* [Instructions for the task]: Copy every line from the records that holds the word "derive".

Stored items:
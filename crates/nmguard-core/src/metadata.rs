//! Connection Metadata
//!
//! Two small records survive between runs:
//!
//! | Record            | Used for                                 |
//! |-------------------|------------------------------------------|
//! | current           | status display of the live connection    |
//! | last connection   | reconnecting to the same server later    |
//!
//! The backend is picked from config: JSON files on disk, or an
//! in-memory store for tests and throwaway sessions.

use serde::{Deserialize, Serialize};
use std::fs;
use std::io;
use std::net::Ipv4Addr;
use std::path::{Path, PathBuf};
use std::sync::{Arc, Mutex};
use std::time::{SystemTime, UNIX_EPOCH};
use tracing::{debug, info};

const CONNECTION_FILE: &str = "connection_metadata.json";
const LAST_CONNECTION_FILE: &str = "last_connection_metadata.json";

#[derive(Debug, thiserror::Error)]
pub enum MetadataError {
    #[error("IO error: {0}")]
    Io(#[from] io::Error),

    #[error("Malformed metadata: {0}")]
    Parse(String),

    #[error("No server IP recorded for the last connection")]
    MissingServerIp,
}

/// The live connection
#[derive(Debug, Clone, Default, PartialEq, Eq, Serialize, Deserialize)]
pub struct ConnectionMetadata {
    #[serde(default, skip_serializing_if = "Option::is_none")]
    pub connected_server: Option<String>,
    /// Unix seconds, as a string
    #[serde(default, skip_serializing_if = "Option::is_none")]
    pub connected_time: Option<String>,
    #[serde(default, skip_serializing_if = "Option::is_none")]
    pub connected_protocol: Option<String>,
    #[serde(default, skip_serializing_if = "Option::is_none")]
    pub display_server_ip: Option<String>,
}

/// What the next reconnect needs
#[derive(Debug, Clone, Default, PartialEq, Eq, Serialize, Deserialize)]
pub struct LastConnectionMetadata {
    #[serde(default, skip_serializing_if = "Option::is_none")]
    pub connected_server: Option<String>,
    #[serde(default, skip_serializing_if = "Option::is_none")]
    pub connected_protocol: Option<String>,
    #[serde(default, skip_serializing_if = "Option::is_none")]
    pub last_connect_ip: Option<String>,
    #[serde(default, skip_serializing_if = "Option::is_none")]
    pub display_server_ip: Option<String>,
}

/// Which store to open
#[derive(Debug, Clone, PartialEq, Eq, Serialize, Deserialize)]
#[serde(tag = "backend", rename_all = "snake_case")]
pub enum MetadataBackend {
    JsonFiles {
        #[serde(default = "default_metadata_dir")]
        dir: PathBuf,
    },
    Memory,
}

fn default_metadata_dir() -> PathBuf {
    PathBuf::from("/var/lib/nmguard")
}

impl Default for MetadataBackend {
    fn default() -> Self {
        MetadataBackend::JsonFiles {
            dir: default_metadata_dir(),
        }
    }
}

impl MetadataBackend {
    pub fn open(&self) -> Arc<dyn MetadataStore> {
        match self {
            MetadataBackend::JsonFiles { dir } => {
                info!("Using JSON metadata store in {}", dir.display());
                Arc::new(JsonFileStore::new(dir))
            }
            MetadataBackend::Memory => {
                info!("Using in-memory metadata store");
                Arc::new(MemoryStore::default())
            }
        }
    }
}

/// Persistence of the two metadata records.
///
/// Backends only load and store whole records; the `save_*` helpers are
/// shared.
pub trait MetadataStore: Send + Sync {
    fn current_connection(&self) -> Result<ConnectionMetadata, MetadataError>;

    fn last_connection(&self) -> Result<LastConnectionMetadata, MetadataError>;

    fn store_current(&self, metadata: &ConnectionMetadata) -> Result<(), MetadataError>;

    fn store_last(&self, metadata: &LastConnectionMetadata) -> Result<(), MetadataError>;

    /// Forget both records
    fn clear(&self) -> Result<(), MetadataError>;

    /// Recorded in both records
    fn save_servername(&self, servername: &str) -> Result<(), MetadataError> {
        info!("Saving servername \"{}\"", servername);
        let mut current = self.current_connection()?;
        let mut last = self.last_connection()?;
        current.connected_server = Some(servername.to_string());
        last.connected_server = Some(servername.to_string());
        self.store_current(&current)?;
        self.store_last(&last)
    }

    /// Recorded in both records
    fn save_protocol(&self, protocol: &str) -> Result<(), MetadataError> {
        info!("Saving protocol \"{}\"", protocol);
        let mut current = self.current_connection()?;
        let mut last = self.last_connection()?;
        current.connected_protocol = Some(protocol.to_string());
        last.connected_protocol = Some(protocol.to_string());
        self.store_current(&current)?;
        self.store_last(&last)
    }

    /// Exit IP shown to the user
    fn save_display_server_ip(&self, ip: &str) -> Result<(), MetadataError> {
        info!("Saving exit server IP \"{}\"", ip);
        let mut current = self.current_connection()?;
        current.display_server_ip = Some(ip.to_string());
        self.store_current(&current)?;

        let mut last = self.last_connection()?;
        last.display_server_ip = Some(ip.to_string());
        self.store_last(&last)
    }

    /// Entry IP the tunnel connects to
    fn save_server_ip(&self, ip: &str) -> Result<(), MetadataError> {
        info!("Saving server IP \"{}\"", ip);
        let mut last = self.last_connection()?;
        last.last_connect_ip = Some(ip.to_string());
        self.store_last(&last)
    }

    fn save_connect_time(&self) -> Result<(), MetadataError> {
        let now = SystemTime::now()
            .duration_since(UNIX_EPOCH)
            .map(|d| d.as_secs())
            .unwrap_or(0);
        let mut current = self.current_connection()?;
        current.connected_time = Some(now.to_string());
        self.store_current(&current)?;
        debug!(now, "Saved connected time");
        Ok(())
    }

    /// Entry IP of the last connection
    fn server_ip(&self) -> Result<Ipv4Addr, MetadataError> {
        let ip = self
            .last_connection()?
            .last_connect_ip
            .ok_or(MetadataError::MissingServerIp)?;
        ip.parse()
            .map_err(|_| MetadataError::Parse(format!("invalid server IP {:?}", ip)))
    }
}

/// One JSON file per record under a directory
pub struct JsonFileStore {
    dir: PathBuf,
}

impl JsonFileStore {
    pub fn new<P: AsRef<Path>>(dir: P) -> Self {
        Self {
            dir: dir.as_ref().to_path_buf(),
        }
    }

    fn path(&self, file: &str) -> PathBuf {
        self.dir.join(file)
    }

    fn read<T>(&self, file: &str) -> Result<T, MetadataError>
    where
        T: Default + for<'de> Deserialize<'de>,
    {
        let path = self.path(file);
        match fs::read_to_string(&path) {
            Ok(content) => serde_json::from_str(&content)
                .map_err(|e| MetadataError::Parse(format!("{}: {}", path.display(), e))),
            Err(e) if e.kind() == io::ErrorKind::NotFound => Ok(T::default()),
            Err(e) => Err(e.into()),
        }
    }

    fn write<T: Serialize>(&self, file: &str, value: &T) -> Result<(), MetadataError> {
        fs::create_dir_all(&self.dir)?;
        let content =
            serde_json::to_string(value).map_err(|e| MetadataError::Parse(e.to_string()))?;
        fs::write(self.path(file), content)?;
        debug!("Saved metadata to {}", file);
        Ok(())
    }

    fn remove(&self, file: &str) -> Result<(), MetadataError> {
        match fs::remove_file(self.path(file)) {
            Ok(()) => Ok(()),
            Err(e) if e.kind() == io::ErrorKind::NotFound => Ok(()),
            Err(e) => Err(e.into()),
        }
    }
}

impl MetadataStore for JsonFileStore {
    fn current_connection(&self) -> Result<ConnectionMetadata, MetadataError> {
        self.read(CONNECTION_FILE)
    }

    fn last_connection(&self) -> Result<LastConnectionMetadata, MetadataError> {
        self.read(LAST_CONNECTION_FILE)
    }

    fn store_current(&self, metadata: &ConnectionMetadata) -> Result<(), MetadataError> {
        self.write(CONNECTION_FILE, metadata)
    }

    fn store_last(&self, metadata: &LastConnectionMetadata) -> Result<(), MetadataError> {
        self.write(LAST_CONNECTION_FILE, metadata)
    }

    fn clear(&self) -> Result<(), MetadataError> {
        info!("Removing connection metadata");
        self.remove(CONNECTION_FILE)?;
        self.remove(LAST_CONNECTION_FILE)
    }
}

#[derive(Default)]
pub struct MemoryStore {
    records: Mutex<(ConnectionMetadata, LastConnectionMetadata)>,
}

impl MemoryStore {
    fn lock(
        &self,
    ) -> std::sync::MutexGuard<'_, (ConnectionMetadata, LastConnectionMetadata)> {
        self.records.lock().unwrap_or_else(|poisoned| poisoned.into_inner())
    }
}

impl MetadataStore for MemoryStore {
    fn current_connection(&self) -> Result<ConnectionMetadata, MetadataError> {
        Ok(self.lock().0.clone())
    }

    fn last_connection(&self) -> Result<LastConnectionMetadata, MetadataError> {
        Ok(self.lock().1.clone())
    }

    fn store_current(&self, metadata: &ConnectionMetadata) -> Result<(), MetadataError> {
        self.lock().0 = metadata.clone();
        Ok(())
    }

    fn store_last(&self, metadata: &LastConnectionMetadata) -> Result<(), MetadataError> {
        self.lock().1 = metadata.clone();
        Ok(())
    }

    fn clear(&self) -> Result<(), MetadataError> {
        *self.lock() = Default::default();
        Ok(())
    }
}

* [Response box]:
#[derive(Debug, thiserror::Error)]
#[derive(Debug, Clone, Default, PartialEq, Eq, Serialize, Deserialize)]
#[derive(Debug, Clone, Default, PartialEq, Eq, Serialize, Deserialize)]
#[derive(Debug, Clone, PartialEq, Eq, Serialize, Deserialize)]
#[derive(Default)]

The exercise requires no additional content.